__EXERCISE AIM__.
Every line below between the one holding "function needs: the" and the one holding "by this call", inclusive, should be copied exactly, and no other line.

__Saved data entries__.
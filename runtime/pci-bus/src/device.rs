//! PCI Device Records - handles, driver data, and BAR mapping
//!
//! The bus owns every attached device record for its own lifetime and
//! hands out copyable [`DeviceHandle`]s. Handles are never reused for a
//! different device, which is what lets driver objects keep one as a
//! non-owning back-reference.

use alloc::vec::Vec;
use bitflags::bitflags;
use log::trace;

use crate::mmio::{MappedRegion, MmioMapper};
use crate::{BusError, Result};

/// Maximum number of base address registers per device
pub const MAX_BARS: usize = 6;

/// Default virtual window for BAR mappings
const MMIO_WINDOW_BASE: usize = 0x2000_0000;
const MMIO_WINDOW_SIZE: usize = 256 * 1024 * 1024;

/// Handle to a bus-enumerated device.
///
/// Copyable weak reference; the bus owns the record it points at.
#[derive(Debug, Clone, Copy, PartialEq, Eq, Hash)]
pub struct DeviceHandle(usize);

/// Opaque driver-private token, the `pci_set_drvdata` payload.
#[derive(Debug, Clone, Copy, PartialEq, Eq)]
pub struct DrvData(pub u64);

bitflags! {
    /// Fault injection switches for exercising driver failure paths.
    ///
    /// Ships in the crate the same way the framework's mock backends do:
    /// real code never arms these, tests do.
    #[derive(Debug, Clone, Copy, PartialEq, Eq)]
    pub struct FaultInjection: u32 {
        /// Fail the multi-UART engine init step.
        const SUBSYS_INIT = 1 << 0;
        /// Fail BAR window mapping.
        const BAR_MAP = 1 << 1;
    }
}

/// One base address register's physical window
#[derive(Debug, Clone, Copy)]
pub struct BarRegion {
    /// Physical address of the register window
    pub paddr: usize,

    /// Size in bytes
    pub size: usize,
}

/// A bus-enumerated PCI device record
pub struct PciDevice {
    /// PCI vendor ID
    vendor_id: u16,

    /// PCI device ID (the variant identifier drivers dispatch on)
    device_id: u16,

    /// Implemented base address registers
    bars: [Option<BarRegion>; MAX_BARS],

    /// Driver-private pointer, set and cleared by the owning driver
    drvdata: Option<DrvData>,

    /// Armed fault injections (tests only)
    faults: FaultInjection,

    /// Bitmask of UART channel indices that fail construction (tests only)
    failed_ports: u32,
}

impl PciDevice {
    /// Create a device record with no BARs and no faults armed.
    pub fn new(vendor_id: u16, device_id: u16) -> Self {
        Self {
            vendor_id,
            device_id,
            bars: [None; MAX_BARS],
            drvdata: None,
            faults: FaultInjection::empty(),
            failed_ports: 0,
        }
    }

    /// Implement BAR `bar` at `paddr` with `size` bytes.
    pub fn with_bar(mut self, bar: usize, paddr: usize, size: usize) -> Self {
        if bar < MAX_BARS {
            self.bars[bar] = Some(BarRegion { paddr, size });
        }
        self
    }

    /// Arm fault injections on this device.
    pub fn with_faults(mut self, faults: FaultInjection) -> Self {
        self.faults = faults;
        self
    }

    /// Mark UART channel indices (bitmask) as failing construction.
    pub fn with_failed_ports(mut self, mask: u32) -> Self {
        self.failed_ports = mask;
        self
    }

    /// PCI vendor ID
    pub fn vendor_id(&self) -> u16 {
        self.vendor_id
    }

    /// PCI device ID
    pub fn device_id(&self) -> u16 {
        self.device_id
    }

    /// The physical window of BAR `bar`, if implemented.
    pub fn bar(&self, bar: usize) -> Option<BarRegion> {
        self.bars.get(bar).copied().flatten()
    }

    /// Armed fault injections
    pub fn faults(&self) -> FaultInjection {
        self.faults
    }

    /// Whether channel `index` is marked as failing construction.
    pub fn port_faulted(&self, index: usize) -> bool {
        index < u32::BITS as usize && self.failed_ports & (1 << index) != 0
    }

    /// Current driver-private token, if set.
    pub fn drvdata(&self) -> Option<DrvData> {
        self.drvdata
    }
}

/// Live-resource counters for allocate/release balance checks
#[derive(Debug, Default, Clone, Copy, PartialEq, Eq)]
pub struct BusStats {
    /// Currently mapped BAR windows
    pub mapped_live: usize,

    /// Total successful `iomap` calls
    pub iomap_calls: usize,

    /// Total `iounmap` calls
    pub iounmap_calls: usize,

    /// Currently live multi-UART engine handles
    pub subsys_live: usize,
}

/// The bus framework: owns device records, the MMIO window, and the
/// resource counters.
pub struct PciBus {
    devices: Vec<PciDevice>,
    mapper: MmioMapper,
    stats: BusStats,
}

impl Default for PciBus {
    fn default() -> Self {
        Self::new()
    }
}

impl PciBus {
    /// Create a bus with the default MMIO window.
    pub fn new() -> Self {
        Self::with_window(MMIO_WINDOW_BASE, MMIO_WINDOW_SIZE)
    }

    /// Create a bus with an explicit MMIO window geometry.
    pub fn with_window(base: usize, size: usize) -> Self {
        Self {
            devices: Vec::new(),
            mapper: MmioMapper::new(base, size),
            stats: BusStats::default(),
        }
    }

    /// Attach a device record; the returned handle stays valid for the
    /// bus's lifetime.
    pub fn attach(&mut self, device: PciDevice) -> DeviceHandle {
        let handle = DeviceHandle(self.devices.len());
        trace!(
            "pci: attached {:04x}:{:04x} as {:?}",
            device.vendor_id,
            device.device_id,
            handle
        );
        self.devices.push(device);
        handle
    }

    /// Look up a device record.
    pub fn device(&self, handle: DeviceHandle) -> Result<&PciDevice> {
        self.devices.get(handle.0).ok_or(BusError::UnknownDevice)
    }

    fn device_mut(&mut self, handle: DeviceHandle) -> Result<&mut PciDevice> {
        self.devices
            .get_mut(handle.0)
            .ok_or(BusError::UnknownDevice)
    }

    /// Map BAR `bar` of `handle` into the MMIO window.
    ///
    /// # Errors
    /// [`BusError::UnknownDevice`], [`BusError::MissingBar`] when the BAR
    /// is unimplemented, [`BusError::Faulted`] when fault injection arms
    /// [`FaultInjection::BAR_MAP`], [`BusError::OutOfWindow`] when the
    /// window is exhausted.
    pub fn iomap(&mut self, handle: DeviceHandle, bar: usize) -> Result<MappedRegion> {
        let (faulted, region) = {
            let dev = self.device(handle)?;
            (dev.faults.contains(FaultInjection::BAR_MAP), dev.bar(bar))
        };
        if faulted {
            return Err(BusError::Faulted);
        }
        let region = region.ok_or(BusError::MissingBar { bar })?;

        let mapped = self.mapper.map_region(region.paddr, region.size)?;
        self.stats.iomap_calls += 1;
        self.stats.mapped_live += 1;
        trace!(
            "pci: mapped BAR {} of {:?} at {:#x} ({} bytes)",
            bar,
            handle,
            mapped.vaddr,
            mapped.size
        );
        Ok(mapped)
    }

    /// Release a mapping produced by [`PciBus::iomap`]. Total.
    pub fn iounmap(&mut self, region: MappedRegion) {
        self.mapper.unmap_region(&region);
        self.stats.iounmap_calls += 1;
        self.stats.mapped_live = self.stats.mapped_live.saturating_sub(1);
    }

    /// Publish the driver-private token for `handle`.
    pub fn set_drvdata(&mut self, handle: DeviceHandle, data: DrvData) -> Result<()> {
        self.device_mut(handle)?.drvdata = Some(data);
        Ok(())
    }

    /// Current driver-private token for `handle`, if any.
    pub fn drvdata(&self, handle: DeviceHandle) -> Option<DrvData> {
        self.device(handle).ok().and_then(|dev| dev.drvdata)
    }

    /// Unset the driver-private token for `handle`. Total, so teardown
    /// paths can always run it.
    pub fn clear_drvdata(&mut self, handle: DeviceHandle) {
        if let Ok(dev) = self.device_mut(handle) {
            dev.drvdata = None;
        }
    }

    /// Snapshot of the live-resource counters.
    pub fn stats(&self) -> BusStats {
        self.stats
    }

    /// Note a multi-UART engine handle coming up. Called by the engine
    /// collaborator for leak accounting.
    pub fn subsys_created(&mut self) {
        self.stats.subsys_live += 1;
    }

    /// Note a multi-UART engine handle released.
    pub fn subsys_released(&mut self) {
        self.stats.subsys_live = self.stats.subsys_live.saturating_sub(1);
    }
}
//! Card Lifecycle - create and delete of one adapter function
//!
//! # Purpose
//! A [`Card`] owns everything one physical adapter function needs: the
//! mapped register window, the ordered port collection, and the
//! multi-UART engine handle. It keeps a non-owning handle to the device
//! record for logging and for publishing/clearing the device's
//! driver-private pointer.
//!
//! # Failure Discipline
//! [`Card::create`] acquires resources in a fixed order; every fatal
//! failure unwinds in reverse order before it propagates, so an `Err`
//! return leaves zero net resource change on the bus. The
//! port-construction loop is the one best-effort stage: a channel that
//! fails to construct is skipped and counted, never fatal.

use alloc::vec::Vec;
use log::{debug, error, warn};
use pci_bus::{DeviceHandle, MappedRegion, PciBus};

use crate::board::BoardDescriptor;
use crate::pciserial::{self, SerialPriv};
use crate::port::Port;
use crate::{CardError, Result};

/// One physical adapter function and everything it owns.
#[derive(Debug)]
pub struct Card {
    /// Non-owning back-reference; the bus owns the device record.
    device: DeviceHandle,

    /// Resolved variant configuration.
    board: &'static BoardDescriptor,

    /// Exclusively owned mapping of the UART register window.
    bar: MappedRegion,

    /// Channels in ascending index order.
    ports: Vec<Port>,

    /// Exclusively owned multi-UART engine handle.
    serial_priv: SerialPriv,

    /// Channels that failed construction and were skipped.
    skipped_ports: usize,
}

impl Card {
    /// Build the card for an attached device.
    ///
    /// Steps, each unwound on failure before the error propagates:
    /// resolve the board descriptor, reserve the port collection, bring
    /// up the multi-UART engine, publish its token as the device's
    /// driver-private data, map the descriptor's base BAR, then construct
    /// one [`Port`] per channel (best effort).
    ///
    /// # Errors
    /// See [`CardError`]; on any error nothing acquired by this call
    /// remains reachable or allocated.
    pub fn create(bus: &mut PciBus, device: DeviceHandle) -> Result<Card> {
        let (vendor, device_id) = {
            let dev = bus.device(device)?;
            (dev.vendor_id(), dev.device_id())
        };

        // Exact variant dispatch; unknown identifiers must never proceed
        // to descriptor dereferences.
        let board = BoardDescriptor::lookup(vendor, device_id).ok_or(
            CardError::UnrecognizedVariant {
                vendor,
                device: device_id,
            },
        )?;

        // Reserve the collection up front so allocator exhaustion is an
        // explicit error instead of an abort mid-build.
        let mut ports: Vec<Port> = Vec::new();
        ports
            .try_reserve_exact(board.num_ports)
            .map_err(|_| CardError::Allocation)?;

        let serial_priv = match pciserial::init_ports(bus, device, board) {
            Ok(handle) => handle,
            Err(source) => {
                error!("serialfc: engine init failed for {:?}: {}", device, source);
                return Err(CardError::SubsystemInit(source));
            }
        };

        // Publish the engine token so later lookups by device recover it.
        if let Err(source) = bus.set_drvdata(device, serial_priv.token()) {
            pciserial::remove_ports(bus, serial_priv);
            return Err(CardError::Bus(source));
        }

        let bar_index = board.flags.base_bar();
        let bar = match bus.iomap(device, bar_index) {
            Ok(region) => region,
            Err(source) => {
                error!(
                    "serialfc: BAR {} mapping failed for {:?}: {}",
                    bar_index, device, source
                );
                // Reverse-order unwind of the publish and init steps.
                bus.clear_drvdata(device);
                pciserial::remove_ports(bus, serial_priv);
                return Err(CardError::MmioMap {
                    bar: bar_index,
                    source,
                });
            }
        };

        // Best-effort channel construction: a failed index is skipped and
        // counted, the rest of the board stays usable.
        let mut skipped_ports = 0;
        match bus.device(device) {
            Ok(dev) => {
                for i in 0..board.num_ports {
                    let reg_base = bar.vaddr + board.uart_offset * i;
                    match Port::new(dev, i, reg_base, board.uart_offset, &bar) {
                        Ok(port) => ports.push(port),
                        Err(e) => {
                            warn!("serialfc: skipping channel on {:?}: {}", device, e);
                            skipped_ports += 1;
                        }
                    }
                }
            }
            // The handle was validated above and devices are never
            // detached from the bus; treat the impossible as all-skipped
            // rather than unwinding a usable engine.
            Err(_) => skipped_ports = board.num_ports,
        }

        if skipped_ports > 0 {
            warn!(
                "serialfc: {:?} degraded: {}/{} channels unusable",
                device, skipped_ports, board.num_ports
            );
        }
        debug!(
            "serialfc: card up on {:?} ({} ports @ {} Hz)",
            device,
            ports.len(),
            board.base_baud
        );

        Ok(Card {
            device,
            board,
            bar,
            ports,
            serial_priv,
            skipped_ports,
        })
    }

    /// Tear down a card produced by [`Card::create`].
    ///
    /// `None` is the detach-without-attach case and is a no-op. Ports are
    /// destroyed first in ascending index order, then the engine handle
    /// is released, the window unmapped, and the device's driver-private
    /// pointer cleared. Total: never fails, including on cards with a
    /// degraded port count. Consuming the card by value makes a second
    /// delete of the same card a compile-time error.
    pub fn delete(bus: &mut PciBus, card: Option<Card>) {
        let Some(mut card) = card else { return };

        // drain() removes each entry as it is visited, so the collection
        // ends empty with no dangling entries whatever happens next.
        for port in card.ports.drain(..) {
            port.destroy();
        }

        pciserial::remove_ports(bus, card.serial_priv);
        bus.iounmap(card.bar);
        bus.clear_drvdata(card.device);
        debug!("serialfc: card down on {:?}", card.device);
    }

    /// The device this card serves.
    pub fn device(&self) -> DeviceHandle {
        self.device
    }

    /// The resolved board descriptor.
    pub fn board(&self) -> &'static BoardDescriptor {
        self.board
    }

    /// The mapped register window.
    pub fn bar(&self) -> &MappedRegion {
        &self.bar
    }

    /// Constructed channels, ascending index order.
    pub fn ports(&self) -> &[Port] {
        &self.ports
    }

    /// Channels skipped during construction.
    pub fn skipped_ports(&self) -> usize {
        self.skipped_ports
    }
}

#[cfg(test)]
mod tests {
    use super::*;
    use crate::board::{self, COMMTECH_VENDOR_ID};
    use pci_bus::PciDevice;

    fn bus_with(device: PciDevice) -> (PciBus, DeviceHandle) {
        let mut bus = PciBus::new();
        let handle = bus.attach(device);
        (bus, handle)
    }

    #[test]
    fn test_create_port_geometry() {
        let (mut bus, h) = bus_with(
            PciDevice::new(COMMTECH_VENDOR_ID, board::FC_232_8_PCI_335_ID)
                .with_bar(0, 0xFEBC_0000, 0x1000),
        );

        let card = Card::create(&mut bus, h).unwrap();

        assert_eq!(card.board().num_ports, 8);
        assert_eq!(card.ports().len(), 8);
        assert_eq!(card.skipped_ports(), 0);
        for (i, port) in card.ports().iter().enumerate() {
            assert_eq!(port.index(), i);
            assert_eq!(
                port.register_base(),
                card.bar().vaddr + card.board().uart_offset * i
            );
        }

        Card::delete(&mut bus, Some(card));
    }

    #[test]
    fn test_create_publishes_drvdata() {
        let (mut bus, h) = bus_with(
            PciDevice::new(COMMTECH_VENDOR_ID, board::FC_422_2_PCI_335_ID)
                .with_bar(0, 0xFEBC_0000, 0x1000),
        );

        let card = Card::create(&mut bus, h).unwrap();
        assert!(bus.drvdata(h).is_some());

        Card::delete(&mut bus, Some(card));
        assert!(bus.drvdata(h).is_none());
    }

    #[test]
    fn test_unrecognized_variant_leaves_no_state() {
        let (mut bus, h) =
            bus_with(PciDevice::new(COMMTECH_VENDOR_ID, 0x7777).with_bar(0, 0xFEBC_0000, 0x1000));

        let result = Card::create(&mut bus, h);

        assert!(matches!(
            result,
            Err(CardError::UnrecognizedVariant {
                vendor: COMMTECH_VENDOR_ID,
                device: 0x7777
            })
        ));
        assert_eq!(bus.stats().subsys_live, 0);
        assert_eq!(bus.stats().mapped_live, 0);
        assert!(bus.drvdata(h).is_none());
    }

    #[test]
    fn test_delete_none_is_noop() {
        let mut bus = PciBus::new();
        Card::delete(&mut bus, None);
    }
}
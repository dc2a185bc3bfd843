//! Artifacts upload addon.
//!
//! Emits a block that uploads build artifacts to a bucket with the
//! `artifacts` CLI. The block only runs on non pull request builds of one
//! branch, and every command in it is best-effort: a failed upload never
//! fails the build.
//!
//! Emitted structure for a complete config:
//!
//! ```text
//! if <not a PR and on branch>
//!   echo "Uploading Artifacts (beta)"
//!   fold artifacts.0
//!     install the CLI
//!     export ARTIFACTS_* for every config key
//!     PATH=$HOME/bin:$PATH
//!   fold artifacts.1
//!     artifacts upload <options>
//!   echo "Done uploading artifacts"
//! ```
//!
//! When `key`, `secret` or `bucket` is missing, the block holds one
//! diagnostic per missing credential and nothing else.

use tracing::{debug, info, warn};

use super::{Addon, AddonOutcome};
use crate::config::RawConfig;
use crate::limits::SystemLimits;
use crate::resolve::{resolve, ExportedVar, ResolvedConfig};
use crate::script::{CommandOptions, ScriptEmitter};
use crate::template;
use crate::types::Credential;

/// Uploads artifacts after the job's script has run.
#[derive(Debug, Clone)]
pub struct ArtifactsAddon {
    config: RawConfig,
    limits: SystemLimits,
}

impl ArtifactsAddon {
    /// Create the addon, taking upload limits from the process environment.
    pub fn new(config: RawConfig) -> Self {
        Self {
            config,
            limits: SystemLimits::from_env(),
        }
    }

    /// Replace the environment-derived limits.
    pub fn with_limits(mut self, limits: SystemLimits) -> Self {
        self.limits = limits;
        self
    }

    pub fn config(&self) -> &RawConfig {
        &self.config
    }

    pub fn limits(&self) -> &SystemLimits {
        &self.limits
    }

    /// Final configuration the block is compiled from
    pub fn resolve(&self) -> ResolvedConfig {
        resolve(&self.config, &self.limits)
    }
}

impl Addon for ArtifactsAddon {
    fn name(&self) -> &'static str {
        "artifacts"
    }

    fn after_script(&self, script: &mut dyn ScriptEmitter) -> AddonOutcome {
        if self.config.is_empty() {
            debug!("No artifacts configuration, skipping");
            return AddonOutcome::Skipped;
        }

        let resolved = self.resolve();
        let mut outcome = AddonOutcome::Skipped;
        script.conditional(&template::guard(&resolved.branch), &mut |s| {
            outcome = emit_upload(s, &resolved);
        });

        match &outcome {
            AddonOutcome::MissingCredentials(missing) => {
                let names: Vec<&str> = missing.iter().map(Credential::as_str).collect();
                warn!("Artifacts upload disabled, config missing: {}", names.join(", "));
            }
            _ => info!(
                "Artifacts upload compiled for branch {} ({} variables)",
                resolved.branch,
                resolved.exports.len()
            ),
        }
        outcome
    }
}

/// Body of the guarded block.
fn emit_upload(script: &mut dyn ScriptEmitter, resolved: &ResolvedConfig) -> AddonOutcome {
    if !emit_validation(script, &resolved.missing) {
        return AddonOutcome::MissingCredentials(resolved.missing.clone());
    }

    script.command(template::UPLOADING_STATUS, CommandOptions::QUIET);
    script.folded_section(template::INSTALL_FOLD, &mut |s| {
        s.command(template::INSTALL_COMMAND, CommandOptions::QUIET);
        configure_env(s, &resolved.exports);
        s.set_env("PATH", template::PATH_VALUE, CommandOptions::QUIET);
    });
    script.folded_section(template::UPLOAD_FOLD, &mut |s| {
        s.command(
            &template::upload_command(resolved.options.as_deref()),
            CommandOptions::BEST_EFFORT,
        );
    });
    script.command(template::DONE_STATUS, CommandOptions::QUIET);

    AddonOutcome::Compiled
}

/// One diagnostic per missing credential. True when nothing is missing.
fn emit_validation(script: &mut dyn ScriptEmitter, missing: &[Credential]) -> bool {
    for credential in missing {
        script.command(
            &template::missing_credential(*credential),
            CommandOptions::QUIET,
        );
    }
    missing.is_empty()
}

fn configure_env(script: &mut dyn ScriptEmitter, exports: &[ExportedVar]) {
    for var in exports {
        script.set_env(
            &var.name(),
            &var.rendered_value(),
            CommandOptions::QUIET.with_echo(var.echo()),
        );
    }
}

__TASK SOLUTION__.
//! A [`Card`] owns everything one physical adapter function needs: the
//! mapped register window, the ordered port collection, and the
//! multi-UART engine handle. It keeps a non-owning handle to the device
//! record for logging and for publishing/clearing the device's
//! driver-private pointer.
//!
//! # Failure Discipline
//! [`Card::create`] acquires resources in a fixed order; every fatal
//! failure unwinds in reverse order before it propagates, so an `Err`
//! return leaves zero net resource change on the bus. The
//! port-construction loop is the one best-effort stage: a channel that
//! fails to construct is skipped and counted, never fatal.

use alloc::vec::Vec;
use log::{debug, error, warn};
use pci_bus::{DeviceHandle, MappedRegion, PciBus};

use crate::board::BoardDescriptor;
use crate::pciserial::{self, SerialPriv};
use crate::port::Port;
use crate::{CardError, Result};

/// One physical adapter function and everything it owns.
#[derive(Debug)]
pub struct Card {
    /// Non-owning back-reference; the bus owns the device record.
    device: DeviceHandle,

    /// Resolved variant configuration.
    board: &'static BoardDescriptor,

    /// Exclusively owned mapping of the UART register window.
    bar: MappedRegion,

    /// Channels in ascending index order.
    ports: Vec<Port>,

    /// Exclusively owned multi-UART engine handle.
    serial_priv: SerialPriv,

    /// Channels that failed construction and were skipped.
    skipped_ports: usize,
}

impl Card {
    /// Build the card for an attached device.
    ///
    /// Steps, each unwound on failure before the error propagates:
    /// resolve the board descriptor, reserve the port collection, bring
    /// up the multi-UART engine, publish its token as the device's
    /// driver-private data, map the descriptor's base BAR, then construct
    /// one [`Port`] per channel (best effort).
    ///
    /// # Errors
    /// See [`CardError`]; on any error nothing acquired by this call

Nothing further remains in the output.